The Privy Council in Madura Tirupparankundram was concerned with the ownership of a barren hill in the Madura District of Madras. There was a mosque at the highest point of the hill. The Tirupparankundram Temple, represented by its manager, instituted a suit claiming the whole hill as temple property (with the exception of certain cultivated and assessed lands and the site of the mosque).
The Mohammedan defendants asserted ownership over the mosque and a portion of the hill known as Nellitope. The Secretary of State claimed to be the owner of all unoccupied portions of the hill. The Subordinate judge of Madura decreed in favour of the Plaintiffs (with the exception of the Nellitope, the mosque itself and the flights of stairs leading to it).

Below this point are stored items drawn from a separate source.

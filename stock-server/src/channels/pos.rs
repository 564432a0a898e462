//! POS transaction flow
//!
//! Same engine contract as checkout. The recorder writes the transaction
//! audit rows and bumps the business day's `daily_sales` totals.

use shared::models::{DailySales, PosSaleRequest, PosTransaction, PosTransactionDetail, SaleChannel};
use sqlx::{Sqlite, Transaction};

use crate::db::repository::pos::{self, NewPosItem};
use crate::inventory::{CommittedSale, SaleRecorder, StockError, StockResult, StockService};

use super::sale_id_or_new;

/// Writes `pos_transaction` + `pos_transaction_item` and updates `daily_sales`
#[derive(Debug, Clone)]
pub struct PosRecorder<'a> {
    pub cashier_id: i64,
    pub cashier_name: &'a str,
    pub payment_method: &'a str,
}

impl SaleRecorder for PosRecorder<'_> {
    /// Transaction id
    type Output = i64;

    async fn record(
        &self,
        tx: &mut Transaction<'_, Sqlite>,
        sale: &CommittedSale,
    ) -> StockResult<i64> {
        let business_date = shared::util::business_date(sale.now);
        let transaction = PosTransaction {
            id: shared::util::snowflake_id(),
            sale_id: sale.sale_id.clone(),
            cashier_id: self.cashier_id,
            cashier_name: self.cashier_name.to_string(),
            payment_method: self.payment_method.to_string(),
            total: sale.total()?,
            item_count: sale.item_count()?,
            business_date: business_date.clone(),
            created_at: sale.now,
        };
        let items: Vec<NewPosItem<'_>> = sale
            .lines
            .iter()
            .map(|l| {
                Ok(NewPosItem {
                    product_id: l.product_id,
                    product_name: &l.product_name,
                    color: l.color.as_deref(),
                    size: l.size.as_deref(),
                    quantity: l.quantity,
                    unit_price: l.unit_price,
                    line_total: l.line_total()?,
                })
            })
            .collect::<StockResult<_>>()?;

        pos::insert_transaction(tx, &transaction, &items).await?;
        pos::add_to_daily_sales(
            &mut **tx,
            &business_date,
            transaction.item_count,
            transaction.total,
            sale.now,
        )
        .await?;
        Ok(transaction.id)
    }
}

/// Finalize a cashier's sale
pub async fn finalize_sale(
    stock: &StockService,
    req: &PosSaleRequest,
    cashier_id: i64,
    cashier_name: &str,
) -> StockResult<PosTransactionDetail> {
    let sale_id = sale_id_or_new(req.sale_id.as_deref());
    let recorder = PosRecorder {
        cashier_id,
        cashier_name,
        payment_method: &req.payment_method,
    };

    let (_, transaction_id) = stock
        .reserve_with(&sale_id, SaleChannel::Pos, &req.items, &recorder)
        .await?;

    tracing::info!(transaction_id, cashier_id, sale_id = %sale_id, "POS sale finalized");
    pos::find_by_id(stock.pool(), transaction_id)
        .await?
        .ok_or_else(|| {
            StockError::Database(format!("transaction {transaction_id} missing after commit"))
        })
}

pub async fn find_transaction(stock: &StockService, id: i64) -> StockResult<Option<PosTransactionDetail>> {
    Ok(pos::find_by_id(stock.pool(), id).await?)
}

pub async fn daily_sales(stock: &StockService, business_date: &str) -> StockResult<Option<DailySales>> {
    Ok(pos::find_daily_sales(stock.pool(), business_date).await?)
}

#[cfg(test)]
mod tests {
    use super::*;
    use crate::db::DbService;
    use crate::inventory::{FallbackPolicy, RetryPolicy};
    use shared::models::{ProductCreate, SaleLine};

    async fn service_with_laces(stock: i64) -> (StockService, i64) {
        let db = DbService::in_memory().await.unwrap();
        let svc = StockService::new(db.pool, FallbackPolicy::EvenSplit, RetryPolicy::default());
        let product = svc
            .create_product(&ProductCreate {
                name: "Laces".into(),
                category: "accessories".into(),
                brand: None,
                price: 300,
                colors: vec![],
                sizes: vec![],
                variants: None,
                stock_quantity: Some(stock),
                low_stock_threshold: None,
            })
            .await
            .unwrap();
        (svc, product.id)
    }

    fn sale(sale_id: &str, product_id: i64, quantity: i64) -> PosSaleRequest {
        PosSaleRequest {
            sale_id: Some(sale_id.into()),
            payment_method: "CASH".into(),
            items: vec![SaleLine::new(product_id, "", "", quantity)],
        }
    }

    #[tokio::test]
    async fn finalized_sale_updates_daily_totals() {
        let (svc, product_id) = service_with_laces(10).await;

        let first = finalize_sale(&svc, &sale("pos-1", product_id, 2), 3, "Bo").await.unwrap();
        finalize_sale(&svc, &sale("pos-2", product_id, 1), 3, "Bo").await.unwrap();

        assert_eq!(first.transaction.total, 600);
        assert_eq!(first.items[0].color, None);

        let daily = daily_sales(&svc, &first.transaction.business_date)
            .await
            .unwrap()
            .unwrap();
        assert_eq!(daily.transaction_count, 2);
        assert_eq!(daily.units_sold, 3);
        assert_eq!(daily.revenue, 900);
        assert_eq!(svc.get_aggregate_stock(product_id).await.unwrap(), 7);
    }

    #[tokio::test]
    async fn rejected_sale_leaves_daily_totals_alone() {
        let (svc, product_id) = service_with_laces(1).await;

        let err = finalize_sale(&svc, &sale("pos-1", product_id, 2), 3, "Bo")
            .await
            .unwrap_err();
        assert!(matches!(err, StockError::InsufficientStock(_)));

        let today = shared::util::business_date(shared::util::now_millis());
        assert!(daily_sales(&svc, &today).await.unwrap().is_none());
        assert!(pos::find_by_sale_id(svc.pool(), "pos-1").await.unwrap().is_none());
    }
}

The Mohammedan defendants filed an appeal and the Secretary of State was directed to be a party to the appeal. Despite a finding that the Hindus and Mohammedans had rights over the hill, and without specifying what these rights were, the High Court held that the Government was the owner of the hill. Around the base of the hill, worshippers performed the Pradakshinan by a circumambulation of the hill. This path was also used for processions with the temple car and was known as Ghiri Veedhi.
While the judgment of the High Court noted evidence on record that the hill as a whole was worshipped by the Hindu community as a Linga, the question at the heart of the dispute concerned the question of ownership over the unoccupied portions of the hill within the Ghiri Veedhi. Under Lord Clive‘s treaty with Azim-ul-Dowlah in 1801, Madura came under the control of the East India Company. The High Court took the view that, post 1801 the entire hill, being part of the village, became Government property.

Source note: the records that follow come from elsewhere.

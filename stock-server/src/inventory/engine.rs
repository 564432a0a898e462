//! Sale engine
//!
//! `reserve_and_decrement` turns a list of sale lines into one all-or-nothing
//! stock write:
//!
//! 1. validate and merge the lines;
//! 2. pre-validate against committed stock (no locks held) so hopeless sales
//!    fail fast with every shortfall listed;
//! 3. in one transaction: claim the sale id (first write, takes SQLite's
//!    write lock), materialize legacy products, decrement each line with a
//!    conditional update, recompute aggregates, append ledger entries and
//!    let the channel record its own rows;
//! 4. commit, or roll back everything on the first failure.
//!
//! Two sales racing for the last unit serialize on the write lock; the
//! loser's conditional update matches no row and its sale is rejected.

use std::collections::HashMap;

use shared::models::{
    AggregateLevel, MovementReason, SaleChannel, SaleLine, SaleOutcome, StockShortfall,
    VariantLevel,
};
use sqlx::{Sqlite, SqlitePool, Transaction};

use crate::db::repository::movement::{self, NewMovement};
use crate::db::repository::product::{self, ProductRecord};
use crate::db::repository::{sale, variant, RepoError};

use super::aggregator;
use super::error::{StockError, StockResult};
use super::layout::FallbackPolicy;
use super::store::{self, ProductStock};

/// Longest accepted sale id
pub const MAX_SALE_ID_LEN: usize = 64;

/// A committed line as channel recorders see it
#[derive(Debug, Clone)]
pub struct CommittedLine {
    pub product_id: i64,
    pub product_name: String,
    /// Price in cents at commit time
    pub unit_price: i64,
    /// `None` for products sold from the aggregate
    pub color: Option<String>,
    pub size: Option<String>,
    pub quantity: i64,
}

impl CommittedLine {
    pub fn line_total(&self) -> StockResult<i64> {
        self.unit_price.checked_mul(self.quantity).ok_or_else(|| {
            StockError::invalid(format!(
                "line total overflow for product {}",
                self.product_id
            ))
        })
    }
}

/// Sale data handed to a [`SaleRecorder`] before commit
#[derive(Debug, Clone)]
pub struct CommittedSale {
    pub sale_id: String,
    pub channel: SaleChannel,
    pub lines: Vec<CommittedLine>,
    pub now: i64,
}

impl CommittedSale {
    pub fn total(&self) -> StockResult<i64> {
        self.lines.iter().try_fold(0i64, |acc, line| {
            acc.checked_add(line.line_total()?)
                .ok_or_else(|| StockError::invalid("sale total overflow"))
        })
    }

    pub fn item_count(&self) -> StockResult<i64> {
        self.lines.iter().try_fold(0i64, |acc, line| {
            acc.checked_add(line.quantity)
                .ok_or_else(|| StockError::invalid("sale item count overflow"))
        })
    }
}

/// Channel hook that writes the channel's own rows (order, POS transaction)
/// inside the sale transaction.
///
/// May run more than once when the sale is retried; each run's writes are
/// rolled back with its transaction.
#[allow(async_fn_in_trait)]
pub trait SaleRecorder {
    type Output;

    async fn record(
        &self,
        tx: &mut Transaction<'_, Sqlite>,
        sale: &CommittedSale,
    ) -> StockResult<Self::Output>;
}

/// Recorder for plain stock sales with no channel rows
#[derive(Debug, Clone, Copy, Default)]
pub struct NoRecord;

impl SaleRecorder for NoRecord {
    type Output = ();

    async fn record(
        &self,
        _tx: &mut Transaction<'_, Sqlite>,
        _sale: &CommittedSale,
    ) -> StockResult<()> {
        Ok(())
    }
}

/// Check the request shape and merge repeated (product, color, size) lines.
///
/// Merged lines keep the position of their first occurrence.
pub fn normalize_lines(sale_id: &str, lines: &[SaleLine]) -> StockResult<Vec<SaleLine>> {
    let trimmed = sale_id.trim();
    if trimmed.is_empty() || trimmed.len() > MAX_SALE_ID_LEN {
        return Err(StockError::invalid(format!(
            "sale id must be 1 to {MAX_SALE_ID_LEN} characters"
        )));
    }
    if lines.is_empty() {
        return Err(StockError::EmptySale);
    }

    let mut merged: Vec<SaleLine> = Vec::with_capacity(lines.len());
    for line in lines {
        if line.quantity <= 0 {
            return Err(StockError::invalid(format!(
                "quantity must be positive (product {}, got {})",
                line.product_id, line.quantity
            )));
        }
        match merged.iter_mut().find(|m| {
            m.product_id == line.product_id && m.color == line.color && m.size == line.size
        }) {
            Some(existing) => {
                existing.quantity = existing.quantity.checked_add(line.quantity).ok_or_else(|| {
                    StockError::invalid(format!("quantity overflow for product {}", line.product_id))
                })?;
            }
            None => merged.push(line.clone()),
        }
    }
    Ok(merged)
}

/// Distinct product ids in first-occurrence order
fn product_ids(lines: &[SaleLine]) -> Vec<i64> {
    let mut ids: Vec<i64> = Vec::new();
    for line in lines {
        if !ids.contains(&line.product_id) {
            ids.push(line.product_id);
        }
    }
    ids
}

fn shortfall(stock: &ProductStock, line: &SaleLine, available: i64) -> StockShortfall {
    let aggregate_only = stock.layout.is_aggregate_only();
    StockShortfall {
        product_id: line.product_id,
        product_name: stock.record.name.clone(),
        color: (!aggregate_only).then(|| line.color.clone()),
        size: (!aggregate_only).then(|| line.size.clone()),
        requested: line.quantity,
        available,
    }
}

/// Every shortfall of `lines` against the loaded products
fn collect_shortfalls(
    products: &HashMap<i64, ProductStock>,
    lines: &[SaleLine],
) -> StockResult<Vec<StockShortfall>> {
    let mut shortfalls = Vec::new();
    for line in lines {
        let stock = products
            .get(&line.product_id)
            .ok_or(StockError::NotFound(line.product_id))?;
        let available = stock.layout.available(&line.color, &line.size)?;
        if line.quantity > available {
            shortfalls.push(shortfall(stock, line, available));
        }
    }
    Ok(shortfalls)
}

/// Fail-fast check against committed state.
///
/// Runs in a read transaction for a consistent view; WAL readers never block
/// writers, so nothing is held once this returns.
async fn prevalidate(
    pool: &SqlitePool,
    policy: FallbackPolicy,
    sale_id: &str,
    lines: &[SaleLine],
) -> StockResult<()> {
    let mut tx = pool.begin().await?;

    if sale::exists(&mut *tx, sale_id).await? {
        return Err(StockError::DuplicateSale(sale_id.to_string()));
    }

    let mut products = HashMap::new();
    for id in product_ids(lines) {
        products.insert(id, store::load_sellable(&mut tx, id, policy).await?);
    }
    let shortfalls = collect_shortfalls(&products, lines)?;
    tx.rollback().await?;

    if !shortfalls.is_empty() {
        return Err(StockError::InsufficientStock(shortfalls));
    }
    Ok(())
}

/// Validate, decrement and record a sale atomically.
///
/// `lines` must already be normalized. One attempt; the caller owns the
/// retry loop.
pub async fn reserve_and_decrement<R: SaleRecorder>(
    pool: &SqlitePool,
    policy: FallbackPolicy,
    sale_id: &str,
    channel: SaleChannel,
    lines: &[SaleLine],
    recorder: &R,
) -> StockResult<(SaleOutcome, R::Output)> {
    prevalidate(pool, policy, sale_id, lines).await?;

    let now = shared::util::now_millis();
    let mut tx = pool.begin().await?;

    sale::claim(&mut *tx, sale_id, channel, now)
        .await
        .map_err(|e| match e {
            RepoError::Duplicate(_) => StockError::DuplicateSale(sale_id.to_string()),
            other => other.into(),
        })?;

    // Reload under the write lock; committed state may have moved since
    // pre-validation.
    let ids = product_ids(lines);
    let mut products: HashMap<i64, ProductStock> = HashMap::with_capacity(ids.len());
    for &id in &ids {
        let stock = store::load_sellable(&mut tx, id, policy).await?;
        store::materialize(&mut tx, &stock, now).await?;
        products.insert(id, stock);
    }

    let mut shortfalls = Vec::new();
    for line in lines {
        let stock = products
            .get(&line.product_id)
            .ok_or(StockError::NotFound(line.product_id))?;
        // Rejects combinations outside the definition
        stock.layout.available(&line.color, &line.size)?;

        let taken = if stock.layout.is_aggregate_only() {
            product::decrement_aggregate_if_available(&mut *tx, line.product_id, line.quantity, now)
                .await?
        } else {
            variant::decrement_if_available(
                &mut *tx,
                line.product_id,
                &line.color,
                &line.size,
                line.quantity,
                now,
            )
            .await?
        };

        if !taken {
            let available = if stock.layout.is_aggregate_only() {
                store::aggregate_quantity(&mut tx, line.product_id).await?
            } else {
                store::row_quantity(&mut tx, line.product_id, &line.color, &line.size).await?
            };
            shortfalls.push(shortfall(stock, line, available));
        }
    }

    if !shortfalls.is_empty() {
        tx.rollback().await?;
        tracing::info!(
            sale_id,
            shortfalls = shortfalls.len(),
            "Sale rejected under lock, stock changed since validation"
        );
        return Err(StockError::InsufficientStock(shortfalls));
    }

    let mut updated_aggregates = Vec::with_capacity(ids.len());
    for &id in &ids {
        let agg = aggregator::recompute(&mut tx, id, now).await?;
        updated_aggregates.push(AggregateLevel {
            product_id: id,
            stock_quantity: agg.stock_quantity,
        });
    }

    let mut updated_variants = Vec::new();
    let mut committed = Vec::with_capacity(lines.len());
    for line in lines {
        let stock = products
            .get(&line.product_id)
            .ok_or(StockError::NotFound(line.product_id))?;
        let aggregate_only = stock.layout.is_aggregate_only();

        let quantity_after = if aggregate_only {
            store::aggregate_quantity(&mut tx, line.product_id).await?
        } else {
            let after =
                store::row_quantity(&mut tx, line.product_id, &line.color, &line.size).await?;
            updated_variants.push(VariantLevel {
                product_id: line.product_id,
                color: line.color.clone(),
                size: line.size.clone(),
                stock_quantity: after,
            });
            after
        };

        let (color, size) = if aggregate_only {
            (None, None)
        } else {
            (Some(line.color.as_str()), Some(line.size.as_str()))
        };
        movement::record(
            &mut *tx,
            &NewMovement {
                product_id: line.product_id,
                color,
                size,
                delta: -line.quantity,
                quantity_after,
                reason: MovementReason::Sale,
                reference: Some(sale_id),
            },
            now,
        )
        .await?;

        committed.push(committed_line(&stock.record, line, aggregate_only));
    }

    let sale = CommittedSale {
        sale_id: sale_id.to_string(),
        channel,
        lines: committed,
        now,
    };
    let units = sale.item_count()?;
    let output = recorder.record(&mut tx, &sale).await?;

    tx.commit().await?;

    tracing::info!(
        sale_id,
        channel = channel.as_str(),
        lines = lines.len(),
        units,
        "Sale committed"
    );

    Ok((
        SaleOutcome {
            sale_id: sale_id.to_string(),
            updated_variants,
            updated_aggregates,
        },
        output,
    ))
}

fn committed_line(record: &ProductRecord, line: &SaleLine, aggregate_only: bool) -> CommittedLine {
    CommittedLine {
        product_id: record.id,
        product_name: record.name.clone(),
        unit_price: record.price,
        color: (!aggregate_only).then(|| line.color.clone()),
        size: (!aggregate_only).then(|| line.size.clone()),
        quantity: line.quantity,
    }
}

#[cfg(test)]
mod tests {
    use super::*;

    #[test]
    fn normalize_merges_repeated_lines_in_first_seen_order() {
        let lines = vec![
            SaleLine::new(1, "Black", "9", 1),
            SaleLine::new(2, "", "", 2),
            SaleLine::new(1, "Black", "9", 2),
            SaleLine::new(1, "Black", "10", 1),
        ];
        let merged = normalize_lines("sale-1", &lines).unwrap();

        assert_eq!(merged.len(), 3);
        assert_eq!(merged[0], SaleLine::new(1, "Black", "9", 3));
        assert_eq!(merged[1].product_id, 2);
        assert_eq!(merged[2].size, "10");
    }

    #[test]
    fn normalize_rejects_malformed_sales() {
        assert!(matches!(
            normalize_lines("sale-1", &[]),
            Err(StockError::EmptySale)
        ));
        assert!(matches!(
            normalize_lines("sale-1", &[SaleLine::new(1, "Black", "9", 0)]),
            Err(StockError::Invalid(_))
        ));
        assert!(matches!(
            normalize_lines("  ", &[SaleLine::new(1, "Black", "9", 1)]),
            Err(StockError::Invalid(_))
        ));
        let long = "x".repeat(MAX_SALE_ID_LEN + 1);
        assert!(normalize_lines(&long, &[SaleLine::new(1, "Black", "9", 1)]).is_err());
    }

    #[test]
    fn committed_sale_totals() {
        let line = |price, quantity| CommittedLine {
            product_id: 1,
            product_name: "Runner".into(),
            unit_price: price,
            color: None,
            size: None,
            quantity,
        };
        let sale = CommittedSale {
            sale_id: "s".into(),
            channel: SaleChannel::Direct,
            lines: vec![line(8900, 2), line(300, 3)],
            now: 0,
        };
        assert_eq!(sale.total().unwrap(), 18_700);
        assert_eq!(sale.item_count().unwrap(), 5);
    }

    #[test]
    fn overflowing_line_total_is_rejected() {
        let line = CommittedLine {
            product_id: 1,
            product_name: "Runner".into(),
            unit_price: i64::MAX / 2,
            color: None,
            size: None,
            quantity: 3,
        };
        assert!(matches!(line.line_total(), Err(StockError::Invalid(_))));

        let sale = CommittedSale {
            sale_id: "s".into(),
            channel: SaleChannel::Direct,
            lines: vec![
                CommittedLine { quantity: 1, ..line.clone() },
                CommittedLine { quantity: 2, ..line },
            ],
            now: 0,
        };
        assert!(matches!(sale.total(), Err(StockError::Invalid(_))));
    }
}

The Privy Council held that acts of ownership had been exercised consistently by the temple for the greater part of a century over all unoccupied portions of the land. Expenses were also incurred for the upkeep of smaller shrines situated within the Ghiri Veedhi. The temple was held to have been in possession of the unoccupied portion of the hill from time immemorial which had been treated by the temple as temple property.
The Privy Council held that, save and except the mosque, there was “no evidence of expropriation from the remainder” of the hill. Sir George Lowndes held:
“The only rights which the temple can assert against the respondent are rights which the East India Company granted to them or allowed them to retain…and their Lordships think the evidence shows that the temple was left after 1801 in undisturbed possession of all that it now claims…
Their Lordships do not doubt that there is a general presumption that waste lands are the property of the Crown, but they think that it is not applicable to the facts of the present case where the alleged waste is, at all events physically, within a temple enclosure…
On the whole their Lordships are of opinion that the appellant has shown that the unoccupied portion of the hill has been in the possession of the temple from time immemorial and has been treated by the temple authorities as their property.”
A close reading of the judgment makes it evident that the Privy Council was only concerned with
(i) the unoccupied portions of the land and the protection of other proprietary rights in the hill; and
(ii) the ownership of the property by the temple.
There is a distinction between the ownership of the property by the temple, and the conferral of legal personality on land. Where land is owned by a person, it cannot be a juristic person, for no person can own a deity as a juristic person.